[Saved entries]
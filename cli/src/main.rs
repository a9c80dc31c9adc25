use std::error::Error;
use std::fs::{self, File, OpenOptions};
use std::io::{self, Write};
use std::path::PathBuf;
use std::process::ExitCode;

use arche_crossbar::{BatchPolicy, Generator, GeneratorOptions};
use arche_schedule::{MappingSolution, write_dot, write_trace};
use arche_verify::{AbcChecker, EquivalenceChecker, SimulationChecker};
use argparse::{ArgumentParser, List, Store, StoreOption, StoreTrue};
use tracing::{info, warn};

mod report;
mod session;

use report::{HEADER, Report};
use session::{Design, Session};

const DEFAULT_ROWS: usize = 16;
const DEFAULT_COLS: usize = 16;

#[derive(Debug)]
struct Options {
    inputs: Vec<String>,
    output: Option<String>,
    steps: Option<String>,
    graph: Option<String>,
    rows: Option<usize>,
    cols: Option<usize>,
    strict_batches: bool,
    stats: bool,
    stats_file: Option<String>,
    verify: Option<String>,
    simulate: bool,
    abc: String,
    workdir: Option<String>,
}

impl Default for Options {
    fn default() -> Self {
        Options {
            inputs: Vec::new(),
            output: None,
            steps: None,
            graph: None,
            rows: None,
            cols: None,
            strict_batches: false,
            stats: false,
            stats_file: None,
            verify: None,
            simulate: false,
            abc: "abc".into(),
            workdir: None,
        }
    }
}

fn parse_options() -> Options {
    let mut options = Options::default();
    {
        let mut parser = ArgumentParser::new();
        parser.set_description(
            "Generate Verilog from a crossbar mapping solution. Every file is loaded in turn; the last one is mapped.",
        );
        parser.refer(&mut options.output).metavar("FILE").add_option(
            &["-o", "--output"],
            StoreOption,
            "Write Verilog to FILE instead of stdout",
        );
        parser.refer(&mut options.steps).metavar("FILE").add_option(
            &["-s", "--steps"],
            StoreOption,
            "Write the step trace to FILE",
        );
        parser.refer(&mut options.graph).metavar("FILE").add_option(
            &["-g", "--graph"],
            StoreOption,
            "Write the mapped netlist to FILE in graphviz format",
        );
        parser.refer(&mut options.rows).add_option(&["-r", "--rows"], StoreOption, "Number of crossbar rows");
        parser.refer(&mut options.cols).add_option(&["-c", "--cols"], StoreOption, "Number of crossbar columns");
        parser.refer(&mut options.strict_batches).add_option(
            &["--strict-batches"],
            StoreTrue,
            "Reject batches whose operations touch the same cell",
        );
        parser.refer(&mut options.stats).add_option(&["-p", "--stats"], StoreTrue, "Print mapping statistics");
        parser.refer(&mut options.stats_file).metavar("FILE").add_option(
            &["--stats-file"],
            StoreOption,
            "Append mapping statistics to FILE",
        );
        parser.refer(&mut options.verify).metavar("FILE").add_option(
            &["--verify"],
            StoreOption,
            "Check equivalence against the reference Verilog in FILE",
        );
        parser.refer(&mut options.simulate).add_option(
            &["--simulate"],
            StoreTrue,
            "Verify by exhaustive simulation instead of ABC",
        );
        parser.refer(&mut options.abc).metavar("PATH").add_option(&["--abc"], Store, "ABC executable");
        parser.refer(&mut options.workdir).metavar("DIR").add_option(
            &["--workdir"],
            StoreOption,
            "Directory for ABC scratch files",
        );
        parser.refer(&mut options.inputs).add_argument("input", List, "Mapping solution files").required();
        parser.parse_args_or_exit();
    }
    options
}

fn setup_tracing() {
    use tracing_subscriber::prelude::*;
    use tracing_subscriber::{EnvFilter, Registry};

    let tree = tracing_tree::HierarchicalLayer::new(2).with_targets(true);
    Registry::default().with(EnvFilter::from_default_env()).with(tree).init();
}

fn verify(options: &Options, reference: &str, verilog: &str) -> Result<bool, Box<dyn Error>> {
    let golden = fs::read_to_string(reference)?;
    let checker: Box<dyn EquivalenceChecker> = if options.simulate {
        Box::new(SimulationChecker::new())
    } else {
        let workdir = options.workdir.as_ref().map(PathBuf::from).unwrap_or_else(std::env::temp_dir);
        Box::new(AbcChecker::new(workdir).with_program(&options.abc))
    };
    info!("verifying equivalence against {reference}");
    match checker.check(verilog, &golden) {
        Ok(result) => {
            eprint!("{}", result.raw_output);
            if result.equivalent {
                eprintln!("generated module is logically equivalent to {reference}");
            } else {
                eprintln!("generated module is not logically equivalent to {reference}");
            }
            Ok(result.equivalent)
        }
        Err(inconclusive) => {
            warn!("{inconclusive}");
            eprintln!("{inconclusive}");
            Ok(true)
        }
    }
}

fn run(options: &Options) -> Result<bool, Box<dyn Error>> {
    let mut session = Session::new();
    for file in &options.inputs {
        info!("reading {file}");
        let text = fs::read_to_string(file)?;
        let solution = MappingSolution::parse(&text).map_err(|error| format!("{file}: {error}"))?;
        session.load(Design { file: file.clone(), solution });
    }
    info!("{} designs loaded", session.len());
    let Some(design) = session.current() else {
        return Err("load a mapping solution before mapping".into());
    };
    let solution = &design.solution;

    let rows = options.rows.or(solution.rows).unwrap_or(DEFAULT_ROWS);
    let cols = options.cols.or(solution.cols).unwrap_or(DEFAULT_COLS);
    let batch_policy = if options.strict_batches { BatchPolicy::Disjoint } else { BatchPolicy::Sequential };
    let boundary = solution.netlist.boundary()?;

    let mut generator = Generator::new(rows, cols, GeneratorOptions { batch_policy });
    {
        let _span = tracing::debug_span!("generate", module = solution.name.as_str()).entered();
        generator.run(&solution.schedule)?;
    }
    let artifact = generator.finish(&solution.name, &boundary)?;
    info!("{} uses {} wires", solution.name, artifact.wire_count);

    match &options.output {
        Some(path) => fs::write(path, &artifact.verilog)?,
        None => io::stdout().write_all(artifact.verilog.as_bytes())?,
    }

    if let Some(path) = &options.steps {
        let mut file = File::create(path)?;
        write_trace(&mut file, &solution.schedule)?;
    }

    if let Some(path) = &options.graph {
        let mut file = File::create(path)?;
        write_dot(&mut file, &solution.netlist)?;
    }

    if options.stats || options.stats_file.is_some() {
        let report = Report::new(&design.file, solution, generator.state());
        if let Some(path) = &options.stats_file {
            let mut file = OpenOptions::new().create(true).append(true).open(path)?;
            writeln!(file, "{report}")?;
        }
        if options.stats {
            eprintln!("{HEADER}");
            eprintln!("{report}");
        }
    }

    match &options.verify {
        Some(reference) => verify(options, reference, &artifact.verilog),
        None => Ok(true),
    }
}

fn main() -> ExitCode {
    setup_tracing();
    let options = parse_options();
    match run(&options) {
        Ok(true) => ExitCode::SUCCESS,
        Ok(false) => ExitCode::FAILURE,
        Err(error) => {
            eprintln!("error: {error}");
            ExitCode::FAILURE
        }
    }
}
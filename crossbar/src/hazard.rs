use arche_schedule::Position;

use crate::{CellToken, CrossbarState};

/// Why an operation may not be performed on the current crossbar state.
#[derive(Clone, Debug, PartialEq, Eq)]
pub enum Violation {
    /// Two cells that must share a row or column line do not.
    Misaligned { first: Position, second: Position },
    /// A cell that is not erased would be overwritten.
    Dirty { position: Position, token: CellToken },
}

pub fn is_aligned(first: Position, second: Position) -> bool {
    first.is_aligned_with(second)
}

/// A cell may be written if it is erased, or if the write is an exempt one (binding an input or
/// forcing a constant zero).
pub fn can_write(state: &CrossbarState, pos: Position, exempt: bool) -> bool {
    exempt || *state.get(pos) == CellToken::Free
}

pub fn check_alignment(first: Position, second: Position) -> Result<(), Violation> {
    if is_aligned(first, second) { Ok(()) } else { Err(Violation::Misaligned { first, second }) }
}

/// Checks that each operand shares a line with the one following it.
pub fn check_chain(operands: &[Position]) -> Result<(), Violation> {
    for pair in operands.windows(2) {
        check_alignment(pair[0], pair[1])?;
    }
    Ok(())
}

pub fn check_write(state: &CrossbarState, pos: Position, exempt: bool) -> Result<(), Violation> {
    if can_write(state, pos, exempt) {
        Ok(())
    } else {
        Err(Violation::Dirty { position: pos, token: state.get(pos).clone() })
    }
}

#[cfg(test)]
mod test {
    use arche_schedule::Position;

    use crate::{CellToken, CrossbarState, Violation, can_write, check_chain, check_write};

    #[test]
    fn test_write() {
        let mut state = CrossbarState::new(2, 2);
        let pos = Position::new(1, 1);
        assert!(can_write(&state, pos, false));
        state.set(pos, CellToken::Zero);
        assert!(!can_write(&state, pos, false));
        assert!(can_write(&state, pos, true));
        assert_eq!(check_write(&state, pos, false), Err(Violation::Dirty { position: pos, token: CellToken::Zero }));
        assert_eq!(check_write(&state, pos, true), Ok(()));
    }

    #[test]
    fn test_chain() {
        // an L-shaped chain is fine as long as neighbours share a line
        assert_eq!(check_chain(&[Position::new(0, 0), Position::new(0, 5), Position::new(3, 5)]), Ok(()));
        assert_eq!(check_chain(&[Position::new(2, 2)]), Ok(()));
        assert_eq!(
            check_chain(&[Position::new(0, 0), Position::new(0, 1), Position::new(1, 2)]),
            Err(Violation::Misaligned { first: Position::new(0, 1), second: Position::new(1, 2) })
        );
    }
}
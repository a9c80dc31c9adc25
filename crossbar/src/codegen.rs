use std::collections::HashMap;
use std::fmt::Write;

use arche_schedule::{NetlistBoundary, Operation, OutputBinding, Position, Schedule, Scope, Step};
use tracing::{debug, debug_span};

use crate::{Assignment, CrossbarState, Emitter, GenerateError, Term};

/// How the members of a batch are checked against each other.
#[derive(Clone, Copy, Debug, Default, PartialEq, Eq)]
pub enum BatchPolicy {
    /// Members are applied in list order; each one sees the writes of the ones before it.
    #[default]
    Sequential,
    /// Members must not write a cell written or read by another member of the same batch.
    Disjoint,
}

#[derive(Clone, Copy, Debug, Default)]
pub struct GeneratorOptions {
    pub batch_policy: BatchPolicy,
}

/// A generated Verilog module.
#[derive(Clone, Debug, PartialEq, Eq)]
pub struct Artifact {
    pub verilog: String,
    pub wire_count: usize,
}

/// Replays a schedule on a crossbar and collects the assignments it produces.
#[derive(Debug)]
pub struct Generator {
    emitter: Emitter,
    options: GeneratorOptions,
    assignments: Vec<Assignment>,
    steps: usize,
    failure: Option<GenerateError>,
}

impl Generator {
    pub fn new(rows: usize, cols: usize, options: GeneratorOptions) -> Self {
        Generator { emitter: Emitter::new(rows, cols), options, assignments: Vec::new(), steps: 0, failure: None }
    }

    pub fn state(&self) -> &CrossbarState {
        self.emitter.state()
    }

    pub fn assignments(&self) -> &[Assignment] {
        &self.assignments
    }

    fn cells_written(&self, operation: &Operation) -> Vec<Position> {
        let state = self.state();
        match operation {
            Operation::Reset { scope: Scope::Rows, indices } => indices
                .iter()
                .filter(|&&row| row < state.rows())
                .flat_map(|&row| (0..state.cols()).map(move |col| Position::new(row, col)))
                .collect(),
            Operation::Reset { scope: Scope::Cols, indices } => indices
                .iter()
                .filter(|&&col| col < state.cols())
                .flat_map(|&col| (0..state.rows()).map(move |row| Position::new(row, col)))
                .collect(),
            _ => operation.writes(),
        }
    }

    fn check_disjoint(&self, operations: &[Operation]) -> Result<(), GenerateError> {
        let step = self.steps;
        let mut writers = HashMap::new();
        for (member, operation) in operations.iter().enumerate() {
            for position in self.cells_written(operation) {
                if writers.insert(position, member).is_some_and(|other| other != member) {
                    return Err(GenerateError::BatchConflict { step, position });
                }
            }
        }
        for (member, operation) in operations.iter().enumerate() {
            for position in operation.reads() {
                if let Some(&writer) = writers.get(&position)
                    && writer != member
                {
                    return Err(GenerateError::BatchConflict { step, position });
                }
            }
        }
        Ok(())
    }

    /// Performs every operation of the next step of the schedule.
    ///
    /// A step either applies completely or not at all: if any member of a batch is rejected, the
    /// members before it are rolled back. The first error is kept, and every later call to
    /// [`Generator::step`] or [`Generator::finish`] returns it again.
    pub fn step(&mut self, step: &Step) -> Result<(), GenerateError> {
        if let Some(error) = &self.failure {
            return Err(error.clone());
        }
        if let Err(error) = self.apply(step) {
            self.failure = Some(error.clone());
            return Err(error);
        }
        self.steps += 1;
        Ok(())
    }

    fn apply(&mut self, step: &Step) -> Result<(), GenerateError> {
        let operations = match step {
            Step::Single(operation) => {
                if let Some(assignment) = self.emitter.emit(operation)? {
                    self.assignments.push(assignment);
                }
                return Ok(());
            }
            Step::Batch(operations) => operations,
        };
        if self.options.batch_policy == BatchPolicy::Disjoint {
            self.check_disjoint(operations)?;
        }
        let checkpoint = self.emitter.clone();
        let committed = self.assignments.len();
        for operation in operations {
            match self.emitter.emit(operation) {
                Ok(Some(assignment)) => self.assignments.push(assignment),
                Ok(None) => (),
                Err(error) => {
                    self.emitter = checkpoint;
                    self.assignments.truncate(committed);
                    return Err(error);
                }
            }
        }
        Ok(())
    }

    pub fn run(&mut self, schedule: &Schedule) -> Result<(), GenerateError> {
        for step in schedule {
            self.step(step)?;
        }
        debug!("{} steps, {} wires", self.steps, self.assignments.len());
        Ok(())
    }

    /// The value an output takes once the schedule has run.
    pub fn resolve(&self, name: &str, binding: OutputBinding) -> Result<Term, GenerateError> {
        match binding {
            OutputBinding::Const(value) => Ok(Term::Const(value)),
            OutputBinding::Cell(position) => {
                let state = self.state();
                if !state.contains(position) {
                    return Err(GenerateError::OutOfBounds {
                        operation: format!("output {name}"),
                        rows: state.rows(),
                        cols: state.cols(),
                    });
                }
                Ok(Term::from(state.get(position)))
            }
        }
    }

    /// Assembles the Verilog module for the steps performed so far.
    ///
    /// Fails with the recorded error if any step was rejected.
    pub fn finish(&self, module: &str, boundary: &NetlistBoundary) -> Result<Artifact, GenerateError> {
        if let Some(error) = &self.failure {
            return Err(error.clone());
        }
        let mut outputs = Vec::new();
        for (name, binding) in &boundary.outputs {
            outputs.push((name, self.resolve(name, *binding)?));
        }

        let state = self.state();
        let mut verilog = String::new();
        writeln!(verilog, "// Generated by Arche for {module} for crossbar {}x{}", state.rows(), state.cols()).unwrap();
        let ports = Vec::from_iter(boundary.inputs.iter().chain(boundary.outputs.iter().map(|(name, _)| name)));
        writeln!(verilog, "module {module}({});", join(ports)).unwrap();
        if !boundary.inputs.is_empty() {
            writeln!(verilog, "input {};", join(&boundary.inputs)).unwrap();
        }
        if !boundary.outputs.is_empty() {
            writeln!(verilog, "output {};", join(boundary.outputs.iter().map(|(name, _)| name))).unwrap();
        }
        if !self.assignments.is_empty() {
            writeln!(verilog, "wire {};", join(self.assignments.iter().map(|assignment| &assignment.wire))).unwrap();
        }
        for assignment in &self.assignments {
            writeln!(verilog, "{assignment}").unwrap();
        }
        for (name, term) in outputs {
            writeln!(verilog, "assign {name} = {term};").unwrap();
        }
        writeln!(verilog, "endmodule").unwrap();

        Ok(Artifact { verilog, wire_count: self.assignments.len() })
    }
}

fn join<T: AsRef<str>>(names: impl IntoIterator<Item = T>) -> String {
    Vec::from_iter(names.into_iter().map(|name| name.as_ref().to_owned())).join(", ")
}

/// Generates the Verilog module computed by `schedule` on an R×C crossbar.
pub fn generate(
    module: &str,
    schedule: &Schedule,
    boundary: &NetlistBoundary,
    rows: usize,
    cols: usize,
    options: GeneratorOptions,
) -> Result<Artifact, GenerateError> {
    let _span = debug_span!("generate", module).entered();
    let mut generator = Generator::new(rows, cols, options);
    generator.run(schedule)?;
    generator.finish(module, boundary)
}
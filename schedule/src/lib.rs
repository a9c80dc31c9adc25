//! This library provides the in-memory form of a crossbar mapping solution.
//!
//! A [`Schedule`] is a time-ordered list of [`Step`]s, each of which is either a single
//! [`Operation`] or a batch of operations sharing one time slot. Every operation is already
//! bound to physical [`Position`]s of an R×C crossbar; the schedule says nothing about *why*
//! cells were chosen, only what happens to them and when. The mapped [`Netlist`] describes the
//! boundary of the circuit: which signals enter it, and where each output ends up.

mod position;
mod operation;
mod parse;
mod netlist;
mod solution;
mod stats;
mod trace;
mod graph;

pub use position::Position;
pub use operation::{Axis, InvertKind, Operation, Scope, Step, Schedule};
pub use parse::{ParseError, parse_schedule, schedule_from_json};
pub use netlist::{Netlist, Node, NodeId, NodeKind, NetlistBoundary, OutputBinding, UnboundOutput};
pub use solution::MappingSolution;
pub use stats::{StepStatistics, summarize};
pub use trace::write_trace;
pub use graph::write_dot;
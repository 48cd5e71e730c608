//! Decides whether a pull request should skip AI review based on its title.

use regex::RegexBuilder;
use serde::Serialize;
use tracing::warn;

use crate::config::ExcludeConfig;

/// Release and generated-schema PRs are skipped unless a repository opts
/// out with `disable_defaults`.
pub const DEFAULT_TITLE_PATTERNS: [&str; 2] = ["^Deploy$", "graphql schema"];

#[derive(Debug, Clone, PartialEq, Eq, Serialize)]
pub struct Exclusion {
    pub excluded: bool,
    #[serde(skip_serializing_if = "Option::is_none")]
    pub reason: Option<String>,
}

impl Exclusion {
    fn included() -> Self {
        Self {
            excluded: false,
            reason: None,
        }
    }

    fn excluded(reason: String) -> Self {
        Self {
            excluded: true,
            reason: Some(reason),
        }
    }
}

/// Case-insensitive match. Invalid patterns never match.
fn title_matches(pattern: &str, title: &str) -> bool {
    match RegexBuilder::new(pattern).case_insensitive(true).build() {
        Ok(re) => re.is_match(title),
        Err(e) => {
            warn!(pattern, error = %e, "Invalid regex pattern");
            false
        }
    }
}

pub fn check_title_exclusion(title: &str, config: Option<&ExcludeConfig>) -> Exclusion {
    let use_defaults = !config.is_some_and(|c| c.disable_defaults);

    if use_defaults
        && let Some(pattern) = DEFAULT_TITLE_PATTERNS
            .iter()
            .find(|pattern| title_matches(pattern, title))
    {
        return Exclusion::excluded(format!("Title matches default pattern: {pattern}"));
    }

    let custom = config.map(|c| c.title_patterns.as_slice()).unwrap_or_default();
    if let Some(pattern) = custom.iter().find(|pattern| title_matches(pattern, title)) {
        return Exclusion::excluded(format!("Title matches custom pattern: {pattern}"));
    }

    Exclusion::included()
}

#[cfg(test)]
mod tests {
    use super::*;

    fn config(disable_defaults: bool, patterns: &[&str]) -> ExcludeConfig {
        ExcludeConfig {
            disable_defaults,
            title_patterns: patterns.iter().map(|p| p.to_string()).collect(),
        }
    }

    #[test]
    fn default_patterns_apply_without_config() {
        let result = check_title_exclusion("Deploy", None);
        assert_eq!(
            result,
            Exclusion::excluded("Title matches default pattern: ^Deploy$".into())
        );

        let result = check_title_exclusion("chore: Update GraphQL Schema", None);
        assert_eq!(
            result.reason.as_deref(),
            Some("Title matches default pattern: graphql schema")
        );
    }

    #[test]
    fn deploy_must_match_whole_title() {
        assert!(!check_title_exclusion("Deploy to staging", None).excluded);
        assert!(check_title_exclusion("deploy", None).excluded);
    }

    #[test]
    fn ordinary_titles_are_included() {
        assert_eq!(
            check_title_exclusion("feat: add artwork filters", None),
            Exclusion::included()
        );
    }

    #[test]
    fn custom_patterns_match_case_insensitively() {
        let cfg = config(false, &["eigen query map"]);
        let result = check_title_exclusion("chore: Update Eigen Query Map", Some(&cfg));
        assert_eq!(
            result.reason.as_deref(),
            Some("Title matches custom pattern: eigen query map")
        );
    }

    #[test]
    fn defaults_can_be_disabled() {
        let cfg = config(true, &["schema sync"]);
        assert!(!check_title_exclusion("Deploy", Some(&cfg)).excluded);
        assert!(check_title_exclusion("schema sync", Some(&cfg)).excluded);
    }

    #[test]
    fn defaults_take_precedence_over_custom() {
        let cfg = config(false, &["deploy"]);
        assert_eq!(
            check_title_exclusion("Deploy", Some(&cfg)).reason.as_deref(),
            Some("Title matches default pattern: ^Deploy$")
        );
    }

    #[test]
    fn invalid_patterns_are_skipped() {
        let cfg = config(false, &["[unclosed", "valid"]);
        assert_eq!(
            check_title_exclusion("a valid title", Some(&cfg))
                .reason
                .as_deref(),
            Some("Title matches custom pattern: valid")
        );
        assert!(!check_title_exclusion("[unclosed", Some(&cfg)).excluded);
    }

    #[test]
    fn serializes_for_step_outputs() {
        let json = serde_json::to_value(check_title_exclusion("feat: x", None)).unwrap();
        assert_eq!(json, serde_json::json!({"excluded": false}));
    }
}
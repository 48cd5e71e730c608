use anyhow::{Context, Result};
use prkit::{
    GitHub,
    actions::{StepOutputs, workflow_command},
    audit::{self, Publication},
    cleanup_previous_reviews,
    cli::{AuditSpec, CleanupSpec, ExclusionSpec, PromptSpec, TitleSpec},
    config::ReviewConfig,
    exclusion::check_title_exclusion,
    prompt::build_prompt,
    title::{self, ReminderAction},
};
use tracing::{error, info};

pub async fn cleanup(github: &GitHub, spec: &CleanupSpec, outputs: &StepOutputs) -> Result<()> {
    let identity = spec.identity.build()?;
    let summary = cleanup_previous_reviews(github, &spec.pr, identity.as_ref(), &spec.options).await?;
    let record = summary.record();

    outputs.set_output("comments_deleted", &record.comments_deleted.to_string())?;
    outputs.set_output("threads_resolved", &record.threads_resolved.to_string())?;
    println!("{}", serde_json::to_string(&record)?);

    if summary.is_complete() {
        return Ok(());
    }

    for failure in &summary.failures {
        error!(target_id = %failure.target, "{failure}");
        if outputs.is_active() {
            println!("{}", workflow_command("warning", &failure.to_string()));
        }
    }

    if spec.allow_partial {
        info!(failed = summary.failures.len(), "Partial cleanup accepted");
        Ok(())
    } else {
        anyhow::bail!(
            "{} of the cleanup requests failed; rerun to retry",
            summary.failures.len()
        )
    }
}

pub async fn lint_title(github: &GitHub, spec: &TitleSpec) -> Result<()> {
    let outcome = title::lint_title(github, &spec.pr, &spec.title).await?;

    if outcome.reminder == ReminderAction::Posted {
        info!(pr = %spec.pr, "Posted Conventional Commit reminder");
    }

    if !outcome.valid {
        anyhow::bail!("PR title does not follow Conventional Commit rules.");
    }

    Ok(())
}

pub async fn audit(github: Option<&GitHub>, spec: &AuditSpec, outputs: &StepOutputs) -> Result<()> {
    let input = std::fs::read_to_string(&spec.file)
        .with_context(|| format!("Failed to read {}", spec.file.display()))?;
    let advisories = audit::filter_by_threshold(audit::parse_advisories(&input), spec.threshold);

    if advisories.is_empty() {
        info!("No {} or higher advisories found in JSON.", spec.threshold);
        return Ok(());
    }

    let body = audit::render_report(&advisories, spec.threshold);
    outputs.set_output("body", &body)?;

    if let (Some(github), Some(pr)) = (github, &spec.pr) {
        match audit::publish_report(github, pr, &body).await? {
            Publication::Updated(id) => info!("Updated existing comment #{id}"),
            Publication::Created(id) => info!("Created new comment #{id}"),
        }
    } else {
        println!("{body}");
    }

    outputs.export_variable("VULNS_FOUND", "true")?;

    if spec.fail_on_findings {
        anyhow::bail!(
            "{} advisories at severity {} or higher",
            advisories.len(),
            spec.threshold
        );
    }

    Ok(())
}

pub fn prompt(spec: &PromptSpec, outputs: &StepOutputs) -> Result<()> {
    let config = ReviewConfig::load(&spec.config);
    let prompt = build_prompt(config.as_ref());

    if outputs.is_active() {
        outputs.set_output("review_prompt", &prompt)?;
        info!("Review prompt written to GITHUB_OUTPUT");
    } else {
        println!("Generated review prompt:");
        println!("---");
        println!("{prompt}");
        println!("---");
    }

    Ok(())
}

pub fn check_exclusion(spec: &ExclusionSpec, outputs: &StepOutputs) -> Result<()> {
    let config = ReviewConfig::load(&spec.config);
    let result = check_title_exclusion(&spec.title, config.as_ref().and_then(|c| c.exclude.as_ref()));

    match &result.reason {
        Some(reason) => info!(title = %spec.title, "Skipping AI review: {reason}"),
        None => info!(title = %spec.title, "PR is eligible for AI review"),
    }

    outputs.set_output("excluded", if result.excluded { "true" } else { "false" })?;
    if let Some(reason) = &result.reason {
        outputs.set_output("reason", reason)?;
    }
    println!("{}", serde_json::to_string(&result)?);

    Ok(())
}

Your goal
Within the entries above, count the lines that include "equivalent". The answer is that number alone.

Task answer
4